Par deux mémoires en défense, enregistrés les 28 et 29 mars 2023, l'Université de Rennes, représentée par la Selarl Ares, conclut à titre principal au non-lieu à statuer en ce qui concerne les conclusions tendant à la communication des échanges entre l'Université et l'agence régionale de santé de Bretagne et au rejet du surplus, à titre subsidiaire au rejet de la requête et en toute hypothèse, à ce que soit mis à la charge de M. B le versement d'une somme de 2 500 euros sur le fondement des dispositions de l'article L. 761-1 du code de justice administrative.
Elle fait valoir que :
- la requête de M. B est irrecevable :
- elle tend à une demande d'injonction à titre principal ;
- les conclusions tendant à la communication " d'échanges écrits " (courriers et courriels) le concernant du doyen de médecine et du coordonnateur du DES d'ophtalmologie de la faculté de médecine de Rennes entre eux et avec les autorités hospitalo-universitaires (ARS, directrices et directrices déléguées du centre hospitalier universitaire de Rennes, coordonnateurs de DES, doyens sont irrecevables faute de saisine préalable obligatoire de la commission d'accès aux documents administratifs ; le seul avis rendu par la CADA concerne les échanges entre l'Université et l'agence régionale de santé (ARS)Bretagne ;
- les conclusions tendant à la communication des échanges entre l'Université et l'ARS de Bretagne sont sans objet dès lors que par courrier du 16 janvier 2023, l'ARS a transmis à M. B les échanges de mails entre elle et le doyen et que l'Université de Rennes lui a communiqué, par courrier du 14 mars 2023, son dossier étudiant ainsi que la copie des courriers et courriels du doyen ;
- à titre subsidiaire,
- la condition d'urgence n'est pas remplie : M. B a jusqu'à octobre 2024 pour valider son internat, sa thèse et son mémoire et le présent contentieux n'a aucune incidence sur les évaluations, de nature pédagogique, qui interviendront à cette échéance ; le contentieux en cours devant le tribunal est toujours pendant, le contentieux devant le tribunal administratif de Caen est hypothétique et il serait loisible au juge du fond d'ordonner, sur le fondement de ses pouvoirs d'instruction, la communication des documents qu'il estimerait utile à la solution du litige ; de plus, M. B n'explique pas en quoi des documents seraient utiles dans le cadre d'un recours devant le Conseil d'Etat compte-tenu du contrôle exercé par la juridiction de cassation ;
- sur le doute sérieux quant à la légalité de la décision :
* le moyen de défaut de motivation doit être écarté s'agissant d'une décision implicite de rejet et la décision du 14 mars 2023, favorable, n'a pas à être motivée ;
* aucun document administratif communicable n'est clairement identifié dans la demande de M. B et, en tout état de cause, l'Université a communiqué les échanges en sa possession émanant du doyen.
Vu :
- les autres pièces du dossier ;
- la requête au fond n° 2301398.
Vu :
- le code des relations entre le public et l'administration ;
- le code de justice administrative.
Le président du tribunal a désigné Mme Plumerault, première conseillère, pour statuer sur les demandes de référé.

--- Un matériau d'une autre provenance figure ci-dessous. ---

// Copyright 2026 U.S. Federal Government (in countries where recognized)
// SPDX-License-Identifier: Apache-2.0

//! Conversion between calendar time and the 64-bit NTP timestamp format.
//!
//! The 32-bit seconds field wraps at 2036-02-07 06:28:16 UTC, so every
//! timestamp is anchored to one of two era epochs:
//!
//! - [`NTP_EPOCH`], 1900-01-01 00:00:00 UTC, for instants before the boundary;
//! - [`ERA_BOUNDARY`], 2036-02-07 06:28:16 UTC, for instants at or after it.
//!
//! Encoding accepts instants in `[1968-01-01, ERA_BOUNDARY + 2^31 s)`. The upper
//! half of the post-boundary seconds range is reserved so that decoding can
//! tell the eras apart by the top bit of the seconds field: set means the
//! 1900 epoch, clear means the boundary epoch.
//!
//! # Known limitation
//!
//! The top-bit rule is the usual rollover approximation, not a calendar
//! disambiguation. Instants between 1968-01-01 and 1968-01-20 03:14:08 UTC
//! encode with the top bit clear and therefore decode into the post-2036 era.
//! Dates further from the boundary than half an era cannot be resolved
//! without outside context such as the local clock.
//!
//! The boundary instant itself encodes as seconds 0, fraction 0, which is the
//! unset timestamp. A few non-zero wire values also decode to exactly the
//! boundary once the fraction is rounded to nanoseconds, for example
//! `{seconds: 0, fraction: 1}` and `{seconds: u32::MAX, fraction: u32::MAX}`.
//! Re-encoding such a value yields the unset timestamp.
//!
//! All constants are Unix seconds (seconds since 1970-01-01 00:00:00 UTC).

use chrono::{DateTime, TimeDelta, Utc};

use crate::error::{CodecError, RangeError};
use crate::protocol::TimestampFormat;

/// The number of seconds from 1st January 1900 UTC to the start of the Unix epoch.
pub const EPOCH_DELTA: i64 = 2_208_988_800;

/// The number of seconds in one NTP era (2^32 seconds, approximately 136 years).
pub const ERA_SECONDS: i64 = 1 << 32;

/// 1900-01-01 00:00:00 UTC, the base of the pre-rollover era.
pub const NTP_EPOCH: i64 = -EPOCH_DELTA;

/// 2036-02-07 06:28:16 UTC, the base of the post-rollover era.
pub const ERA_BOUNDARY: i64 = ERA_SECONDS - EPOCH_DELTA;

/// 1968-01-01 00:00:00 UTC, the earliest encodable instant.
pub const ERA_FLOOR: i64 = -63_158_400;

// Post-boundary seconds counts at or above this value are reserved.
const RESERVED_SECONDS: i64 = 1 << 31;

const NANOS_PER_SEC: u64 = 1_000_000_000;

/// [`NTP_EPOCH`] as a calendar time.
pub fn ntp_epoch() -> DateTime<Utc> {
    DateTime::UNIX_EPOCH + TimeDelta::seconds(NTP_EPOCH)
}

/// [`ERA_FLOOR`] as a calendar time.
pub fn era_floor() -> DateTime<Utc> {
    DateTime::UNIX_EPOCH + TimeDelta::seconds(ERA_FLOOR)
}

/// [`ERA_BOUNDARY`] as a calendar time.
pub fn era_boundary() -> DateTime<Utc> {
    DateTime::UNIX_EPOCH + TimeDelta::seconds(ERA_BOUNDARY)
}

/// Encode a calendar time as an NTP timestamp.
///
/// `None` encodes as the all-zero timestamp. The fraction is truncated to the
/// 2^-32 s resolution of the wire format.
pub fn datetime_to_timestamp(time: Option<DateTime<Utc>>) -> Result<TimestampFormat, CodecError> {
    let Some(time) = time else {
        return Ok(TimestampFormat::default());
    };

    // chrono represents a leap second as nanos >= 1e9; fold it into the next second.
    let subsec = time.timestamp_subsec_nanos() as u64;
    let secs = time.timestamp() + (subsec / NANOS_PER_SEC) as i64;
    let nanos = subsec % NANOS_PER_SEC;

    if secs < ERA_FLOOR {
        return Err(RangeError::DateTooEarly.into());
    }

    let seconds = if secs >= ERA_BOUNDARY {
        let seconds = secs - ERA_BOUNDARY;
        if seconds >= RESERVED_SECONDS {
            return Err(RangeError::DateTooLate.into());
        }
        seconds
    } else {
        secs - NTP_EPOCH
    };
    let seconds = u32::try_from(seconds).map_err(|_| RangeError::DateTooLate)?;
    let fraction = ((nanos << 32) / NANOS_PER_SEC) as u32;

    Ok(TimestampFormat { seconds, fraction })
}

/// Decode an NTP timestamp into calendar time.
///
/// Returns `None` for the all-zero ("unset") timestamp. Otherwise the era is
/// chosen from the top bit of the seconds field and the fraction is rounded to
/// the nearest nanosecond, which makes [`datetime_to_timestamp`] followed by
/// this function exact for every encodable instant.
pub fn timestamp_to_datetime(ts: TimestampFormat) -> Option<DateTime<Utc>> {
    if ts.is_zero() {
        return None;
    }

    let base = if ts.seconds & 0x8000_0000 != 0 {
        NTP_EPOCH
    } else {
        ERA_BOUNDARY
    };

    let mut nanos = (ts.fraction as u64 * NANOS_PER_SEC + (1 << 31)) >> 32;
    let mut secs = base + ts.seconds as i64;
    if nanos == NANOS_PER_SEC {
        secs += 1;
        nanos = 0;
    }

    DateTime::from_timestamp(secs, nanos as u32)
}

#[cfg(test)]
mod tests {
    use super::*;
    use chrono::{TimeZone, Timelike};

    fn utc(y: i32, mo: u32, d: u32, h: u32, mi: u32, s: u32) -> DateTime<Utc> {
        Utc.with_ymd_and_hms(y, mo, d, h, mi, s).unwrap()
    }

    #[test]
    fn constants_match_calendar() {
        assert_eq!(ntp_epoch(), utc(1900, 1, 1, 0, 0, 0));
        assert_eq!(era_floor(), utc(1968, 1, 1, 0, 0, 0));
        assert_eq!(era_boundary(), utc(2036, 2, 7, 6, 28, 16));
    }

    #[test]
    fn none_encodes_as_zero() {
        let ts = datetime_to_timestamp(None).unwrap();
        assert!(ts.is_zero());
    }

    #[test]
    fn known_pre_rollover_instant() {
        // 2024-01-01 00:00:00 UTC is NTP second 3_913_056_000.
        let ts = datetime_to_timestamp(Some(utc(2024, 1, 1, 0, 0, 0))).unwrap();
        assert_eq!(ts.seconds, 3_913_056_000);
        assert_eq!(ts.fraction, 0);
    }

    #[test]
    fn half_second_fraction() {
        let time = utc(2024, 1, 1, 0, 0, 0) + TimeDelta::milliseconds(500);
        let ts = datetime_to_timestamp(Some(time)).unwrap();
        assert_eq!(ts.fraction, 0x8000_0000);
    }

    #[test]
    fn boundary_uses_post_rollover_epoch() {
        let ts = datetime_to_timestamp(Some(era_boundary())).unwrap();
        assert_eq!(ts.seconds, 0);
        assert_eq!(ts.fraction, 0);
    }

    #[test]
    fn microsecond_before_boundary_uses_pre_rollover_epoch() {
        let time = era_boundary() - TimeDelta::microseconds(1);
        let ts = datetime_to_timestamp(Some(time)).unwrap();
        assert_eq!(ts.seconds, u32::MAX);
        assert_eq!(ts.fraction, ((999_999_000u64 << 32) / NANOS_PER_SEC) as u32);
    }

    #[test]
    fn floor_is_inclusive() {
        let ts = datetime_to_timestamp(Some(era_floor())).unwrap();
        assert_eq!(ts.seconds, 2_145_830_400);

        let err = datetime_to_timestamp(Some(era_floor() - TimeDelta::nanoseconds(1)))
            .unwrap_err();
        assert_eq!(err, CodecError::EncodeRange(RangeError::DateTooEarly));
    }

    #[test]
    fn reserved_half_is_rejected() {
        let last = era_boundary() + TimeDelta::seconds(RESERVED_SECONDS - 1);
        let ts = datetime_to_timestamp(Some(last)).unwrap();
        assert_eq!(ts.seconds, 0x7FFF_FFFF);

        let err = datetime_to_timestamp(Some(era_boundary() + TimeDelta::seconds(RESERVED_SECONDS)))
            .unwrap_err();
        assert_eq!(err, CodecError::EncodeRange(RangeError::DateTooLate));
    }

    #[test]
    fn decode_zero_is_unset() {
        assert_eq!(timestamp_to_datetime(TimestampFormat::default()), None);
    }

    #[test]
    fn decode_top_bit_set_uses_1900_epoch() {
        let ts = TimestampFormat {
            seconds: 0x8000_0000,
            fraction: 0,
        };
        let time = timestamp_to_datetime(ts).unwrap();
        assert_eq!(time, utc(1968, 1, 20, 3, 14, 8));
    }

    #[test]
    fn decode_top_bit_clear_uses_boundary_epoch() {
        let ts = TimestampFormat {
            seconds: 1000,
            fraction: 0,
        };
        let time = timestamp_to_datetime(ts).unwrap();
        assert_eq!(time, era_boundary() + TimeDelta::seconds(1000));
    }

    #[test]
    fn decode_zero_seconds_with_fraction_is_set() {
        let ts = TimestampFormat {
            seconds: 0,
            fraction: 0x8000_0000,
        };
        let time = timestamp_to_datetime(ts).unwrap();
        assert_eq!(time, era_boundary() + TimeDelta::milliseconds(500));
    }

    #[test]
    fn values_rounding_to_boundary_reencode_as_unset() {
        for ts in [
            TimestampFormat {
                seconds: 0,
                fraction: 1,
            },
            TimestampFormat {
                seconds: u32::MAX,
                fraction: u32::MAX,
            },
        ] {
            let time = timestamp_to_datetime(ts);
            assert_eq!(time, Some(era_boundary()));

            let reencoded = datetime_to_timestamp(time).unwrap();
            assert!(reencoded.is_zero());
            assert_eq!(timestamp_to_datetime(reencoded), None);
        }
    }

    #[test]
    fn decode_fraction_carries_into_seconds() {
        let ts = TimestampFormat {
            seconds: 3_913_056_000,
            fraction: u32::MAX,
        };
        let time = timestamp_to_datetime(ts).unwrap();
        assert_eq!(time, utc(2024, 1, 1, 0, 0, 1));
    }

    #[test]
    fn nanosecond_roundtrip() {
        for time in [
            utc(2024, 1, 1, 0, 0, 0) + TimeDelta::nanoseconds(123_456_789),
            utc(1999, 12, 31, 23, 59, 59) + TimeDelta::nanoseconds(999_999_999),
            era_boundary() + TimeDelta::nanoseconds(1),
            era_boundary() - TimeDelta::nanoseconds(1),
            utc(2100, 6, 1, 12, 0, 0) + TimeDelta::microseconds(42),
        ] {
            let ts = datetime_to_timestamp(Some(time)).unwrap();
            assert_eq!(timestamp_to_datetime(ts), Some(time));
        }
    }

    #[test]
    fn early_1968_decodes_into_next_era() {
        let ts = datetime_to_timestamp(Some(era_floor())).unwrap();
        let time = timestamp_to_datetime(ts).unwrap();
        assert!(time > era_boundary());
    }

    #[test]
    fn leap_second_folds_forward() {
        let leap = utc(2016, 12, 31, 23, 59, 59)
            .with_nanosecond(1_500_000_000)
            .unwrap();
        let ts = datetime_to_timestamp(Some(leap)).unwrap();
        let next = datetime_to_timestamp(Some(utc(2017, 1, 1, 0, 0, 0))).unwrap();
        assert_eq!(ts.seconds, next.seconds);
        assert_eq!(ts.fraction, 0x8000_0000);
    }
}
// Copyright 2026 U.S. Federal Government (in countries where recognized)
// SPDX-License-Identifier: Apache-2.0

//! Dropped datagrams are reported through the `log` facade.

mod common;

use std::sync::Mutex;
use std::time::Duration;

use log::{Level, LevelFilter, Log, Metadata, Record};
use sntp_server::server::SntpServer;

use common::{build_client_packet, send_receive_raw, spawn_test_server};

const SHORT_TIMEOUT: Duration = Duration::from_millis(300);

struct CaptureLogger {
    records: Mutex<Vec<(Level, String)>>,
}

impl Log for CaptureLogger {
    fn enabled(&self, _metadata: &Metadata<'_>) -> bool {
        true
    }

    fn log(&self, record: &Record<'_>) {
        if let Ok(mut records) = self.records.lock() {
            records.push((record.level(), record.args().to_string()));
        }
    }

    fn flush(&self) {}
}

static LOGGER: CaptureLogger = CaptureLogger {
    records: Mutex::new(Vec::new()),
};

fn logged(needle: &str) -> bool {
    LOGGER
        .records
        .lock()
        .unwrap()
        .iter()
        .any(|(level, msg)| *level == Level::Debug && msg.contains(needle))
}

#[tokio::test]
async fn test_dropped_datagrams_are_logged() {
    log::set_logger(&LOGGER).expect("logger already installed");
    log::set_max_level(LevelFilter::Debug);

    let addr = spawn_test_server(SntpServer::builder().recv_buffer_size(64)).await;

    let mut oversized = vec![0u8; 200];
    oversized[..48].copy_from_slice(&build_client_packet());
    assert!(send_receive_raw(addr, &oversized, SHORT_TIMEOUT).await.is_none());
    assert!(logged("dropped oversized datagram"));

    let mut server_mode = build_client_packet();
    server_mode[0] = 0b0010_0100;
    assert!(send_receive_raw(addr, &server_mode, SHORT_TIMEOUT).await.is_none());
    assert!(logged("dropped packet from"));
}
// Copyright 2026 U.S. Federal Government (in countries where recognized)
// SPDX-License-Identifier: Apache-2.0

use crate::error::CodecError;

/// Types that have a constant size when written to or read from bytes.
pub trait ConstPackedSizeBytes {
    /// The constant size in bytes when this type is packed for network transmission.
    const PACKED_SIZE_BYTES: usize;
}

/// Parse a type from a byte slice, returning the parsed value and the number
/// of bytes consumed.
pub trait FromBytes: Sized {
    /// Parse from the given byte slice. Returns the parsed value and the
    /// number of bytes consumed from the front of `buf`.
    fn from_bytes(buf: &[u8]) -> Result<(Self, usize), CodecError>;
}

/// Serialize a type into a byte slice, returning the number of bytes written.
pub trait ToBytes {
    /// Write this value into the given byte slice. Returns the number of bytes
    /// written. Fails with a truncated-field error if `buf` is too short, or
    /// with a range error if the value has no wire representation.
    fn to_bytes(&self, buf: &mut [u8]) -> Result<usize, CodecError>;
}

Les parties ont été régulièrement averties du jour de l'audience.
Ont été entendus au cours de l'audience publique du 29 mars 2023 :
- le rapport de Mme C,
- les observations de M. B, qui indique qu'il souhaite avoir accès aux échanges écrits entre le doyen, le coordinateur du diplôme d'études spécialisées (DES) d'ophtalmologie avec l'agence régionale de santé de Bretagne, le centre hospitalier universitaire de Rennes et les autres facultés de médecine dans le cadre des contentieux en cours, souligne qu'il souhaite comprendre, alors que son changement de subdivision avait été accepté, le 10 mars 2022, par l'ARS Bretagne pour la faculté de médecine de Lyon, il a été contacté, le 24 mars suivant par l'ARS Bretagne pour lui indiquer que la subdivision de Caen voulait bien l'accueillir, indique qu'il est important également qu'il puisse avoir accès au mémoire déposé par le coordinateur de DES d'ophtalmologie de la faculté de médecine de Rennes dans le cadre de l'enquête administrative menée sur le fonctionnement du service d'ophtalmologie du CHU de Rennes à la suite de ses signalements pour discrimination;
- les observations de Me Marie, représentant l'Université de Rennes, qui reprend les mêmes termes que les écritures qu'elle développe, rappelle que le changement de subdivision qui a été accordé à M. B l'a été à titre exceptionnel, souligne que le juge du fond peut faire usage de ses pouvoirs d'instruction dans le cadre des contentieux en cours, fait valoir que certains documents demandés par M. B ne sont que des actes préparatoires et ne constituent pas des actes administratifs susceptibles de faire l'objet d'une communication.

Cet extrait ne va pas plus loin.